Anak-anank jaman sekarang seringkali memiliki cara pandang yang berbeda dengan kita, sehingga pada akhirnya mereka sering beradu argumentasi dengan orangtuanya. Kita para orang tua umumnya terbiasa pada pola pendidikan tradisi yang polanya yang sudah terbentuk. Mungkin mirip seperti kacamata kuda. Misalnya setiap ada persoalan A jawabnya pasti B, persoalan C jawabnya D dan seterusnya. Anak-anak kita tidak lagi berpikir demikian. Mereka kalau melihat sebuah persoalan bisa luas sekali analisisnya. Hal ini sering kali membuat orang tua menjadi tersinggung karena seolah-olah merasa digurui. Orang tua selama ini selalu punya tradisi pemikiaran bahwa mereka selalu lebih dibanding anak-anak kita, dan kita kaget ketika melihat anak-anak kita ternyata punya argumentasi yang jauh lebih luas sudut pandangnya. Ini perlu kita sadari supaya kita siap, dan bersyukur karena memiliki anak-anak dengan wawasan yang luar biasa. Bukannya malah kita merasa dipermalukan atau merasa direndahkan, atau merasa dipandang bodoh oleh anak kita. Justru kita harus bangga memiliki anak-anak seperti itu.

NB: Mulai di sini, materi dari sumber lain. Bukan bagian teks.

/*!
 * Waiter Queues
 * Per-direction FIFOs of suspended operations awaiting readiness
 *
 * Each waiter is the producer end of a one-shot channel; the suspended
 * caller holds the consumer end. A waiter whose caller has been
 * cancelled simply fails its send and is skipped.
 */

use crate::core::errors::{SocketError, SocketResult};
use crate::core::types::Direction;
use std::collections::VecDeque;
use tokio::sync::oneshot;

/// Resume handle for one suspended operation
pub(crate) type Waiter = oneshot::Sender<SocketResult<()>>;

/// FIFO waiter queues for one socket, one per direction
#[derive(Default)]
pub(crate) struct WaiterQueues {
    read: VecDeque<Waiter>,
    write: VecDeque<Waiter>,
    /// Set once drained; late arrivals are refused
    draining: bool,
}

impl WaiterQueues {
    fn queue_mut(&mut self, direction: Direction) -> &mut VecDeque<Waiter> {
        match direction {
            Direction::Read => &mut self.read,
            Direction::Write => &mut self.write,
        }
    }

    /// Append a waiter. Returns false once the socket is draining.
    pub(crate) fn queue(&mut self, direction: Direction, waiter: Waiter) -> bool {
        if self.draining {
            return false;
        }
        self.queue_mut(direction).push_back(waiter);
        true
    }

    /// Pop the oldest waiter in the direction.
    pub(crate) fn dequeue(&mut self, direction: Direction) -> Option<Waiter> {
        self.queue_mut(direction).pop_front()
    }

    /// Drain every waiter in both directions, resuming each with `error`,
    /// and refuse waiters from then on.
    pub(crate) fn dequeue_all(&mut self, error: SocketError) {
        self.draining = true;
        for waiter in self.read.drain(..).chain(self.write.drain(..)) {
            let _ = waiter.send(Err(error.clone()));
        }
    }

    /// Queued waiters in the direction (diagnostics).
    pub(crate) fn len(&self, direction: Direction) -> usize {
        match direction {
            Direction::Read => self.read.len(),
            Direction::Write => self.write.len(),
        }
    }
}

Keberanian untuk Mengungkapkan Pendapat

Ada sebuah pergesaran tradisi pada anak-anak generasi sekarang. Kalau dulu pada umumnya kita takut-takut untuk mengungkapkan pandapat, terutama kepada orang tua. Mungkin karena bangsa kita lama dijajah, maka budaya yang berkembang adalah budaya otoriter. Akhirnya budaya ini terbawa sampai ke rumah tangga sehingga orangtua memiliki otoritas yang luar biasa terhadap anaknya dalam banyak hal : dalam menyatakan pendapat, dalam mengambil keputusan, dal sebagainya. Sehingga ketika si anak memiliki argumentasi, maka ia akan lebih memilih untuk diam. Itu semua terjadi pada jaman kita dulu ketika dididik oleh orang tua kita. Jaman anak-anak kita sekarang ini tidak lagi seperti ini. Kita mulai melihat ada pemberontakan-pemberontakan kepada gurunya di sekolah. Padahal jaman kita dulu, kepatuhah kepada guru itu luar biasa. Hal ini menjadikan sebuah generasi yang patuh. Padahal di dalam kehidupan sehari-hari yang dibutuhkan adalah kreatifitas, penuh daya cipta, penuh argumentasi, punya car pandang yang luas, dan sebagainya. Jadi sebenarnya anak-anak kiat sekarang ini sedang menuju kepada kondisi yang sesuai dengan kebutuhan jamannya. Cuma karena kita dulu dibesarkan di jaman yang berbeda dan kita sering membandingkan dengan cara kita dididik dulu, maka kita sering kali “menahan” perkembangan anak-anak kita untuk tidak ke arah seperti itu. Hal ini terjadi karena kita sering kali punya kebiasaan untuk membandingkan anak-anak kita dengan kita di jaman dulu. Harus kita ingat bahwa anak-anak kita telah tumbuh sesuai dengan kebutuhan jamannya.tugas kita adalah membimbing mereka supaya tidak salah jalan. Mereka sebenarnya telah berjalan ke arah yang sesuai. Kita para orang tua harus mulai belajar untuk menerima perbedaan-perbedaan ini.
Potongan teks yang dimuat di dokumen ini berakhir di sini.